Following a closed-door executive session last week, commissioners voted to hire Buffalo-based attorney Amanda Roberts to represent them in the case. Roberts will be paid $250 an hour.

In May, commissioners voted 3-1 to deny a floodplain permit requested by campground owner Pete Pleban. Citing concerns about floodwaters, the commission ordered the Wheels of Wonderment to remove infrastructure and portable toilets it had installed alongside Trout Creek and blocked its plans to build rentable tepees and a seasonal security barrier there.

For his part, Pleban contended that he didn’t even need a permit given the small amount of dirt he was moving — and he argued the creek wouldn’t reach the tepees.

Pleban appealed the decision in June, asking a District Court judge to reverse the commissioners and allow him to keep developing the campground.

The county attorney’s office would normally represent the commissioners in such a case, but Skoric has a conflict of interest as the campground’s next-door neighbor.
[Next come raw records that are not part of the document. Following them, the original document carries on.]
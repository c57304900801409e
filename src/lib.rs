//! # Gutenberg
//!
//! Client-side router for the block editor's site editing screens.
//!
//! The site editor is a single server-rendered admin page. Every screen it
//! shows is addressed by one query string entry (the *path key*, `p` by
//! default) plus sibling query entries, e.g.
//! `/wp-admin/site-editor.php?p=%2Fpage%2F12&canvas=edit`. This crate keeps
//! that URL, the browser history and the rendered layout in agreement.
//!
//! ## Feature Flags
//!
//! - `full` (default) - Everything below
//! - `urls` - Query codec, route patterns and route table ([`urls`])
//! - `router` - Location store, matching, navigation and context ([`router`])
//!
//! ## Quick Example
//!
//! ```rust
//! use gutenberg::prelude::*;
//! use std::sync::Arc;
//!
//! let store = Arc::new(LocationStore::new(Arc::new(MemoryHistory::new(
//! 	"/wp-admin/site-editor.php?p=%2Fpage%2F12",
//! ))));
//! let provider = RouterProvider::new(
//! 	vec![
//! 		RouteDefinition::<String>::new("pages", "/page").area("content", "pages-list"),
//! 		RouteDefinition::new("page-item", "/page/:postId")
//! 			.computed_area("preview", |ctx| format!("page-{}", ctx.params["postId"])),
//! 	],
//! 	store,
//! 	RouterConfig::default(),
//! );
//!
//! let preview = provider.scope(|| use_match::<String>().area("preview").cloned());
//! assert_eq!(preview.as_deref(), Some("page-12"));
//! ```

#[cfg(feature = "urls")]
pub mod urls;

#[cfg(feature = "router")]
pub mod router;

#[cfg(feature = "urls")]
pub use gutenberg_urls::{PatternError, Query, RouteTable, parse_query, serialize_query};

#[cfg(feature = "router")]
pub use gutenberg_router::{
	Link, Location, LocationStore, Match, MemoryHistory, NavigationOptions, Navigator,
	RouteDefinition, RouterConfig, RouterError, RouterProvider, RouterSettings,
};

/// Convenience re-exports for applications.
pub mod prelude {
	// URL plumbing
	#[cfg(feature = "urls")]
	pub use crate::urls::{
		Params, PathAndQuery, Query, RouteTable, add_query_args, get_query_args, parse_query,
		serialize_query, split_path_and_query,
	};

	#[cfg(feature = "router")]
	pub use crate::router::{
		AreaValue, History, Link, Location, LocationStore, Match, MemoryHistory,
		NOT_FOUND_ROUTE, NavigationOptions, NavigationTarget, Navigator, NoViewTransitions,
		PlatformLocation, RouteContext, RouteDefinition, RouterConfig, RouterError,
		RouterProvider, RouterState, Subscription, TransitionPlatform, build_route_table,
		match_route, try_use_match, try_use_navigator, use_match, use_navigator,
		use_router_config,
	};
}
It was actually a complaint from Skoric that brought the floodplain issue to the county’s attention and he urged the board to reject Pleban’s plans. Allowing Pleban to build near the creek would be “trampling on the rights of his neighbors and making a mockery of the floodplain development standards,” Skoric wrote.
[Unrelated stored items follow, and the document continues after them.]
//! Router settings.
//!
//! Settings are plain data that can be embedded in an application's
//! configuration file. Everything that is not data (the `beforeNavigate`
//! hook) is added when the settings become a
//! [`RouterConfig`](crate::RouterConfig).
//!
//! ```toml
//! path_key = "p"
//! wide_viewport_min_width = 782
//! location_cache_capacity = 16
//! match_cache_capacity = 32
//! ```

use serde::{Deserialize, Serialize};
use thiserror::Error;

/// Default reserved query key that carries the route path.
pub const DEFAULT_PATH_KEY: &str = "p";

/// Viewport width (in CSS pixels) from which navigations may animate.
pub const DEFAULT_WIDE_VIEWPORT_MIN_WIDTH: u32 = 782;

/// Default number of memoized locations.
pub const DEFAULT_LOCATION_CACHE_CAPACITY: usize = 16;

/// Default number of memoized matches.
pub const DEFAULT_MATCH_CACHE_CAPACITY: usize = 32;

/// Errors raised while loading router settings.
#[derive(Debug, Error)]
pub enum SettingsError {
	/// The TOML source could not be parsed.
	#[error("failed to parse router settings: {0}")]
	Parse(#[from] toml::de::Error),

	/// A field holds a value the router cannot work with.
	#[error("invalid router setting `{field}`: {reason}")]
	Invalid {
		/// Name of the offending field.
		field: &'static str,
		/// Why the value was rejected.
		reason: &'static str,
	},
}

/// Router settings, with a default for every field.
#[derive(Debug, Clone, PartialEq, Eq, Serialize, Deserialize)]
#[serde(default)]
pub struct RouterSettings {
	/// Reserved query key holding the route path.
	pub path_key: String,
	/// Minimum viewport width for animated navigations.
	pub wide_viewport_min_width: u32,
	/// Number of parsed locations kept by the location store.
	pub location_cache_capacity: usize,
	/// Number of resolved matches kept by the matcher.
	pub match_cache_capacity: usize,
}

impl Default for RouterSettings {
	fn default() -> Self {
		Self {
			path_key: DEFAULT_PATH_KEY.to_string(),
			wide_viewport_min_width: DEFAULT_WIDE_VIEWPORT_MIN_WIDTH,
			location_cache_capacity: DEFAULT_LOCATION_CACHE_CAPACITY,
			match_cache_capacity: DEFAULT_MATCH_CACHE_CAPACITY,
		}
	}
}

impl RouterSettings {
	/// Parses and validates settings from a TOML document.
	///
	/// # Errors
	///
	/// Returns [`SettingsError`] when the document does not parse or a
	/// value fails [`validate`](Self::validate).
	pub fn from_toml_str(source: &str) -> Result<Self, SettingsError> {
		let settings: Self = toml::from_str(source)?;
		settings.validate()?;
		Ok(settings)
	}

	/// Checks that every value is usable.
	///
	/// # Errors
	///
	/// Returns [`SettingsError::Invalid`] for an empty path key or a zero
	/// cache capacity.
	pub fn validate(&self) -> Result<(), SettingsError> {
		if self.path_key.is_empty() {
			return Err(SettingsError::Invalid {
				field: "path_key",
				reason: "must not be empty",
			});
		}
		if self.location_cache_capacity == 0 {
			return Err(SettingsError::Invalid {
				field: "location_cache_capacity",
				reason: "must be at least 1",
			});
		}
		if self.match_cache_capacity == 0 {
			return Err(SettingsError::Invalid {
				field: "match_cache_capacity",
				reason: "must be at least 1",
			});
		}
		Ok(())
	}
}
Meanwhile, Pleban says he wants to install the removable fence to protect his family and his guests “from erratic gunfire, large dogs and continued off season firework explosions” on Skoric’s property. (Skoric has denied those allegations.)

All that led up to commissioners hiring Roberts, of The Wages Group law firm. Skoric provided the commission with a list of all the attorneys who handle appeals in Wyoming. Commissioners sought recommendations from other attorneys while considering hourly rates, their availability and experience — as well as checking to make sure they didn’t have any conflicts with the parties in the case.

“That’s why [looking] out of Park County was so important,” said Commission Chairman Jake Fulkerson.

Pleban, meanwhile, is representing himself.

“I believe I was warrented a [sic] unjust, biased review by the board of commissioners and believe I am in full compliance of the laws set forth by Park County,” he wrote in his appeal.

No hearings have been scheduled in the case.